#### ASSIGNMENT
Nothing but the lines from the one that contains "configuration has errors." through the end of the data should be reproduced, and each must match exactly.

#### Stored data
━━━━━━

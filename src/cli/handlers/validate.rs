// src/cli/handlers/validate.rs

use crate::cli::dispatcher::AppContext;
use crate::core::config_validator::ValidationReport;
use anyhow::Result;
use colored::*;
use std::path::Path;

/// The handler for `pae validate`. Exits 1 when the configuration has errors.
pub fn handle(_args: Vec<String>, ctx: &AppContext) -> Result<i32> {
    if ctx.report.is_valid {
        println!(
            "{} Configuration '{}' is valid.",
            "✓".green(),
            ctx.config_path.display()
        );
        return Ok(0);
    }
    print_errors(&ctx.report, &ctx.config_path);
    Ok(1)
}

/// Prints every validation error, in red, to stderr.
pub fn print_errors(report: &ValidationReport, config_path: &Path) {
    eprintln!(
        "{} {}",
        "Invalid configuration:".red().bold(),
        config_path.display()
    );
    for error in &report.errors {
        eprintln!("  {} {}", "✗".red(), error.red());
    }
}
// src/cli/handlers/mod.rs

// One module per CLI action.

pub mod help;
pub mod many;
pub mod run;
pub mod validate;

━━━━━━

#### FINISHED TASK
/// The handler for `pae validate`. Exits 1 when the configuration has errors.
pub fn handle(_args: Vec<String>, ctx: &AppContext) -> Result<i32> {
    if ctx.report.is_valid {
        println!(
            "{} Configuration '{}' is valid.",
            "✓".green(),
            ctx.config_path.display()
        );
        return Ok(0);
    }
    print_errors(&ctx.report, &ctx.config_path);
    Ok(1)
}

/// Prints every validation error, in red, to stderr.
pub fn print_errors(report: &ValidationReport, config_path: &Path) {
    eprintln!(
        "{} {}",
        "Invalid configuration:".red().bold(),
        config_path.display()
    );
    for error in &report.errors {
        eprintln!("  {} {}", "✗".red(), error.red());
    }
}
// src/cli/handlers/mod.rs

// One module per CLI action.

pub mod help;
pub mod many;
pub mod run;
pub mod validate;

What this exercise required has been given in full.